## Problem
Retype every entry exactly, down to the last character.

(Stored data entries)

************

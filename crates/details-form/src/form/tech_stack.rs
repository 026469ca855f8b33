use serde::Serialize;

use super::domain::{EntryId, TechStackEntry};

/// Ordered tech-stack field array.
///
/// Identifiers are assigned at append time and follow their entry through removals and
/// moves. The first slot is permanent: it cannot be removed, and an empty sequence is
/// presented as a single blank slot at index 0.
#[derive(Debug, Clone, PartialEq, Eq)]
pub struct TechStack {
    entries: Vec<TechStackEntry>,
}

impl Default for TechStack {
    fn default() -> Self {
        Self {
            entries: vec![TechStackEntry::blank()],
        }
    }
}

/// Display projection of one tech-stack input.
#[derive(Debug, Clone, PartialEq, Eq, Serialize)]
pub struct TechStackSlot {
    pub index: usize,
    /// `None` for the fallback slot shown over an empty sequence.
    pub id: Option<EntryId>,
    pub value: String,
    pub removable: bool,
}

impl TechStack {
    pub fn new() -> Self {
        Self::default()
    }

    pub fn entries(&self) -> &[TechStackEntry] {
        &self.entries
    }

    pub fn len(&self) -> usize {
        self.entries.len()
    }

    pub fn is_empty(&self) -> bool {
        self.entries.is_empty()
    }

    /// Number of inputs the host renders. Never less than one.
    pub fn slot_count(&self) -> usize {
        self.entries.len().max(1)
    }

    pub fn value_at(&self, index: usize) -> Option<&str> {
        match self.entries.get(index) {
            Some(entry) => Some(entry.value.as_str()),
            None if index == 0 => Some(""),
            None => None,
        }
    }

    pub fn append(&mut self) -> EntryId {
        let entry = TechStackEntry::blank();
        let id = entry.id;
        self.entries.push(entry);
        id
    }

    /// Removes the entry at `index`. Index 0 and out-of-range indices are left alone.
    pub fn remove(&mut self, index: usize) -> Option<TechStackEntry> {
        if index == 0 || index >= self.entries.len() {
            return None;
        }
        Some(self.entries.remove(index))
    }

    /// Moves the entry at `from` so it ends up at `to`. Returns false when either index
    /// is out of range.
    pub fn move_entry(&mut self, from: usize, to: usize) -> bool {
        let len = self.entries.len();
        if from >= len || to >= len {
            return false;
        }
        let entry = self.entries.remove(from);
        self.entries.insert(to, entry);
        true
    }

    /// Writes the text of the slot at `index`.
    ///
    /// Writing to the fallback slot of an empty sequence materializes an entry with a
    /// fresh identifier, so an empty sequence behaves exactly like a one-blank-entry one.
    pub fn set_value(&mut self, index: usize, value: String) -> Option<EntryId> {
        if self.entries.is_empty() && index == 0 {
            self.entries.push(TechStackEntry::blank());
        }
        let entry = self.entries.get_mut(index)?;
        entry.value = value;
        Some(entry.id)
    }

    pub fn replace(&mut self, entries: Vec<TechStackEntry>) {
        self.entries = entries;
    }

    pub fn reset(&mut self) {
        *self = Self::default();
    }

    pub fn slots(&self) -> Vec<TechStackSlot> {
        if self.entries.is_empty() {
            return vec![TechStackSlot {
                index: 0,
                id: None,
                value: String::new(),
                removable: false,
            }];
        }

        self.entries
            .iter()
            .enumerate()
            .map(|(index, entry)| TechStackSlot {
                index,
                id: Some(entry.id),
                value: entry.value.clone(),
                removable: index > 0,
            })
            .collect()
    }

    /// Entries as they are submitted. The fallback slot contributes a blank entry.
    pub fn submitted_entries(&self) -> Vec<TechStackEntry> {
        if self.entries.is_empty() {
            return vec![TechStackEntry::blank()];
        }
        self.entries.clone()
    }
}

/// Index an entry ends up at after `move_entry(from, to)`, for an entry previously at `index`.
pub(crate) fn index_after_move(index: usize, from: usize, to: usize) -> usize {
    if index == from {
        return to;
    }
    let without = if index > from { index - 1 } else { index };
    if without >= to {
        without + 1
    } else {
        without
    }
}
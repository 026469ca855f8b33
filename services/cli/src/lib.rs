mod cli;
mod demo;
mod session;
mod validate;

use details_form::error::AppError;

pub async fn run() -> Result<(), AppError> {
    cli::run().await
}
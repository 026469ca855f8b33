use crate::demo::{self, DemoArgs};
use crate::session;
use crate::validate::{self, ValidateArgs};
use clap::{Args, Parser, Subcommand};
use details_form::config::{AppConfig, FormConfig};
use details_form::error::AppError;
use details_form::form::ValidationMode;
use details_form::telemetry;
use std::time::Duration;
use tracing::info;

#[derive(Parser, Debug)]
#[command(
    name = "Basic Details Form",
    about = "Fill in, validate and submit the basic details form from the terminal",
    version
)]
struct Cli {
    #[command(flatten)]
    overrides: FormOverrides,
    #[command(subcommand)]
    command: Option<Command>,
}

#[derive(Subcommand, Debug)]
enum Command {
    /// Fill in the form interactively (default command)
    Session,
    /// Walk through a scripted fill, validation and submission
    Demo(DemoArgs),
    /// Validate a JSON draft and print the errors or the rendered result
    Validate(ValidateArgs),
}

#[derive(Args, Debug, Default)]
pub(crate) struct FormOverrides {
    /// Override the simulated submission delay in milliseconds
    #[arg(long, global = true)]
    pub(crate) delay_ms: Option<u64>,
    /// Override when fields are validated (on_submit, on_blur, on_change)
    #[arg(long, global = true, value_parser = parse_validation_mode)]
    pub(crate) validation_mode: Option<ValidationMode>,
    /// Accept a submit while an earlier one is still pending
    #[arg(long, global = true)]
    pub(crate) allow_overlapping_submits: bool,
}

impl FormOverrides {
    pub(crate) fn apply(self, config: &mut FormConfig) {
        if let Some(delay_ms) = self.delay_ms {
            config.submit_delay = Duration::from_millis(delay_ms);
        }
        if let Some(mode) = self.validation_mode {
            config.validation_mode = mode;
        }
        if self.allow_overlapping_submits {
            config.allow_overlapping_submits = true;
        }
    }
}

fn parse_validation_mode(raw: &str) -> Result<ValidationMode, String> {
    raw.parse()
}

pub(crate) async fn run() -> Result<(), AppError> {
    let cli = Cli::parse();
    let mut config = AppConfig::load()?;
    cli.overrides.apply(&mut config.form);

    telemetry::init(&config.telemetry)?;
    info!(
        ?config.environment,
        mode = ?config.form.validation_mode,
        delay_ms = config.form.submit_delay.as_millis() as u64,
        "basic details form ready"
    );

    match cli.command.unwrap_or(Command::Session) {
        Command::Session => session::run(&config.form).await,
        Command::Demo(args) => demo::run(args, &config.form).await,
        Command::Validate(args) => validate::run(args, &config.form),
    }
}

#[cfg(test)]
mod tests {
    use super::*;

    #[test]
    fn overrides_replace_configured_values() {
        let cli = Cli::try_parse_from([
            "details-form",
            "demo",
            "--delay-ms",
            "10",
            "--validation-mode",
            "on_blur",
        ])
        .expect("arguments parse");

        let mut config = FormConfig::default();
        cli.overrides.apply(&mut config);
        assert_eq!(config.submit_delay, Duration::from_millis(10));
        assert_eq!(config.validation_mode, ValidationMode::OnBlur);
        assert!(!config.allow_overlapping_submits);
        assert!(matches!(cli.command, Some(Command::Demo(_))));
    }

    #[test]
    fn session_is_the_default_command() {
        let cli = Cli::try_parse_from(["details-form"]).expect("no arguments");
        assert!(cli.command.is_none());
    }

    #[test]
    fn unknown_validation_mode_is_rejected() {
        let result = Cli::try_parse_from(["details-form", "--validation-mode", "eager"]);
        assert!(result.is_err());
    }
}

************

## Exercise solution
filename crates/details-form/src/form/tech_stack.rs
repository 026469ca855f8b33
use serde::Serialize;

use super::domain::{EntryId, TechStackEntry};

/// Ordered tech-stack field array.
///
/// Identifiers are assigned at append time and follow their entry through removals and
/// moves. The first slot is permanent: it cannot be removed, and an empty sequence is
/// presented as a single blank slot at index 0.
#[derive(Debug, Clone, PartialEq, Eq)]
pub struct TechStack {
    entries: Vec<TechStackEntry>,
}

impl Default for TechStack {
    fn default() -> Self {
        Self {
            entries: vec![TechStackEntry::blank()],
        }
    }
}

/// Display projection of one tech-stack input.
#[derive(Debug, Clone, PartialEq, Eq, Serialize)]
pub struct TechStackSlot {
    pub index: usize,
    /// `None` for the fallback slot shown over an empty sequence.
    pub id: Option<EntryId>,
    pub value: String,
    pub removable: bool,
}

impl TechStack {
    pub fn new() -> Self {
        Self::default()
    }

    pub fn entries(&self) -> &[TechStackEntry] {
        &self.entries
    }

    pub fn len(&self) -> usize {
        self.entries.len()
    }

    pub fn is_empty(&self) -> bool {
        self.entries.is_empty()
    }

    /// Number of inputs the host renders. Never less than one.
    pub fn slot_count(&self) -> usize {
        self.entries.len().max(1)
    }

    pub fn value_at(&self, index: usize) -> Option<&str> {
        match self.entries.get(index) {
            Some(entry) => Some(entry.value.as_str()),
            None if index == 0 => Some(""),
            None => None,
        }
    }

    pub fn append(&mut self) -> EntryId {
        let entry = TechStackEntry::blank();
        let id = entry.id;
        self.entries.push(entry);
        id
    }

    /// Removes the entry at `index`. Index 0 and out-of-range indices are left alone.
    pub fn remove(&mut self, index: usize) -> Option<TechStackEntry> {
        if index == 0 || index >= self.entries.len() {
            return None;
        }
        Some(self.entries.remove(index))
    }

    /// Moves the entry at `from` so it ends up at `to`. Returns false when either index
    /// is out of range.
    pub fn move_entry(&mut self, from: usize, to: usize) -> bool {
        let len = self.entries.len();
        if from >= len || to >= len {
            return false;
        }
        let entry = self.entries.remove(from);
        self.entries.insert(to, entry);
        true
    }

    /// Writes the text of the slot at `index`.
    ///
    /// Writing to the fallback slot of an empty sequence materializes an entry with a
    /// fresh identifier, so an empty sequence behaves exactly like a one-blank-entry one.
    pub fn set_value(&mut self, index: usize, value: String) -> Option<EntryId> {
        if self.entries.is_empty() && index == 0 {
            self.entries.push(TechStackEntry::blank());
        }
        let entry = self.entries.get_mut(index)?;
        entry.value = value;
        Some(entry.id)
    }

    pub fn replace(&mut self, entries: Vec<TechStackEntry>) {
        self.entries = entries;
    }

    pub fn reset(&mut self) {
        *self = Self::default();
    }

    pub fn slots(&self) -> Vec<TechStackSlot> {
        if self.entries.is_empty() {
            return vec![TechStackSlot {
                index: 0,
                id: None,
                value: String::new(),
                removable: false,
            }];
        }

        self.entries
            .iter()
            .enumerate()
            .map(|(index, entry)| TechStackSlot {
                index,
                id: Some(entry.id),
                value: entry.value.clone(),
                removable: index > 0,
            })
            .collect()
    }

    /// Entries as they are submitted. The fallback slot contributes a blank entry.
    pub fn submitted_entries(&self) -> Vec<TechStackEntry> {
        if self.entries.is_empty() {
            return vec![TechStackEntry::blank()];
        }
        self.entries.clone()
    }
}

/// Index an entry ends up at after `move_entry(from, to)`, for an entry previously at `index`.
pub(crate) fn index_after_move(index: usize, from: usize, to: usize) -> usize {
    if index == from {
        return to;
    }
    let without = if index > from { index - 1 } else { index };
    if without >= to {
        without + 1
    } else {
        without
    }
}
repository 026469ca855f8b33
filename services/cli/src/lib.rs
mod cli;
mod demo;
mod session;
mod validate;

use details_form::error::AppError;

pub async fn run() -> Result<(), AppError> {
    cli::run().await
}
repository 026469ca855f8b33
use crate::demo::{self, DemoArgs};
use crate::session;
use crate::validate::{self, ValidateArgs};
use clap::{Args, Parser, Subcommand};
use details_form::config::{AppConfig, FormConfig};
use details_form::error::AppError;
use details_form::form::ValidationMode;
use details_form::telemetry;
use std::time::Duration;
use tracing::info;

#[derive(Parser, Debug)]
#[command(
    name = "Basic Details Form",
    about = "Fill in, validate and submit the basic details form from the terminal",
    version
)]
struct Cli {
    #[command(flatten)]
    overrides: FormOverrides,
    #[command(subcommand)]
    command: Option<Command>,
}

#[derive(Subcommand, Debug)]
enum Command {
    /// Fill in the form interactively (default command)
    Session,
    /// Walk through a scripted fill, validation and submission
    Demo(DemoArgs),
    /// Validate a JSON draft and print the errors or the rendered result
    Validate(ValidateArgs),
}

#[derive(Args, Debug, Default)]
pub(crate) struct FormOverrides {
    /// Override the simulated submission delay in milliseconds
    #[arg(long, global = true)]
    pub(crate) delay_ms: Option<u64>,
    /// Override when fields are validated (on_submit, on_blur, on_change)
    #[arg(long, global = true, value_parser = parse_validation_mode)]
    pub(crate) validation_mode: Option<ValidationMode>,
    /// Accept a submit while an earlier one is still pending
    #[arg(long, global = true)]
    pub(crate) allow_overlapping_submits: bool,
}

impl FormOverrides {
    pub(crate) fn apply(self, config: &mut FormConfig) {
        if let Some(delay_ms) = self.delay_ms {
            config.submit_delay = Duration::from_millis(delay_ms);
        }
        if let Some(mode) = self.validation_mode {
            config.validation_mode = mode;
        }
        if self.allow_overlapping_submits {
            config.allow_overlapping_submits = true;
        }
    }
}

fn parse_validation_mode(raw: &str) -> Result<ValidationMode, String> {
    raw.parse()
}

pub(crate) async fn run() -> Result<(), AppError> {
    let cli = Cli::parse();
    let mut config = AppConfig::load()?;
    cli.overrides.apply(&mut config.form);

    telemetry::init(&config.telemetry)?;
    info!(
        ?config.environment,
        mode = ?config.form.validation_mode,
        delay_ms = config.form.submit_delay.as_millis() as u64,
        "basic details form ready"
    );

    match cli.command.unwrap_or(Command::Session) {
        Command::Session => session::run(&config.form).await,
        Command::Demo(args) => demo::run(args, &config.form).await,
        Command::Validate(args) => validate::run(args, &config.form),
    }
}

#[cfg(test)]
mod tests {
    use super::*;

    #[test]
    fn overrides_replace_configured_values() {
        let cli = Cli::try_parse_from([
            "details-form",
            "demo",
            "--delay-ms",
            "10",
            "--validation-mode",
            "on_blur",
        ])
        .expect("arguments parse");

        let mut config = FormConfig::default();
        cli.overrides.apply(&mut config);
        assert_eq!(config.submit_delay, Duration::from_millis(10));
        assert_eq!(config.validation_mode, ValidationMode::OnBlur);
        assert!(!config.allow_overlapping_submits);
        assert!(matches!(cli.command, Some(Command::Demo(_))));
    }

    #[test]
    fn session_is_the_default_command() {
        let cli = Cli::try_parse_from(["details-form"]).expect("no arguments");
        assert!(cli.command.is_none());
    }

    #[test]
    fn unknown_validation_mode_is_rejected() {
        let result = Cli::try_parse_from(["details-form", "--validation-mode", "eager"]);
        assert!(result.is_err());
    }
}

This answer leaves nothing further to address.